Organised by the newly formed Gili Trawangan Development Association, the day of activities kicked off shortly after lunch time, with registration for races and sales of raffle tickets, which included some fabulous prizes donated by Gili T businesses.

Excited children joined in a host of competitions including sandcastle building, egg and spoon races, a flag race, a krupuk eating competition and a sack race. Winners received fun prizes donated by local businesses.

The fun and games continued with the big kids competing in the Adult Tacro Tournament, Tug-of-War, Flag Race and the “Sponge the Boss” event, amidst much joking and laughter.

The day ended with the Grand Raffle Draw, where tickets were drawn for the prizes which included quality villa accommodation, dive trips, boat tickets and dinners at some of the island’s best restaurants.

All proceeds from the day’s events will go toward purchasing educational equipment and facilities for the SD-SMP Gili Trawangan (the local school on Gili T).

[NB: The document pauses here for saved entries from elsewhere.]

//! Recursive prop validation over a component tree

use crate::component::Component;
use atomic_core::{AtomicError, Result};
use atomic_schema::PropValidator;
use log::trace;

/// Pre-order, fail-fast validator for component trees
pub struct Builder<'a> {
    validator: &'a dyn PropValidator,
    visited: usize,
}

impl<'a> Builder<'a> {
    pub fn new(validator: &'a dyn PropValidator) -> Self {
        Self {
            validator,
            visited: 0,
        }
    }

    /// Validate a component, then each of its children in order.
    ///
    /// Stops at the first component whose props fail. Included trees are
    /// skipped, they were validated when their own entity executed.
    pub fn build(&mut self, component: &Component) -> Result<&mut Self> {
        let verdict = self
            .validator
            .validate(&component.properties(), &component.rules());

        trace!(
            "Validated {} at depth {}: {}",
            component.name(),
            component.depth(),
            if verdict.valid { "ok" } else { "failed" }
        );

        if !verdict.valid {
            return Err(AtomicError::PropValidation {
                component: component.name(),
                messages: verdict.messages,
            });
        }
        self.visited += 1;

        for child in component.children() {
            if child.is_grafted() {
                continue;
            }
            self.build(&child)?;
        }

        Ok(self)
    }

    /// Number of components that passed validation
    pub fn visited(&self) -> usize {
        self.visited
    }
}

Special thanks to the following businesses who generously donated these fantastic prizes for the day:

Gili Divers (7 Day Live-Aboard Komodo Cruise), Trawangan Dive (2 X DSD or Fun Dives plus 2 x complimentary Entrees at Mexican Café), The Beach House Resort  (1 night stay for 8 persons/4 bed Villa), Big Bubble Dive (Fun or Introductory Dive), Blue Marlin Dive (Fun or Introductory Dive), Gili Villas (1 night stay in 2 bedroom Villa), Kelapa Villas (1 night stay in 2 bedroom Villa), Manta Dive (Fun or Introductory Dive), Vila Ombak Dive (2 x Discover Scuba Dive or Fun Dives), Ko - ko - mo Resort (1 night stay in 2 bedroom Villa plus Dinner for 2), Tir na Nog (1 night accommodation plus Dinner for two), Vila Ombak (2 nights accommodation including transfers), Luce d’Alma (1 night stay in Private Villa for 2 persons), Redline (2 return tickets for 2 persons), and Island Getaway (2 return tickets for 2 persons).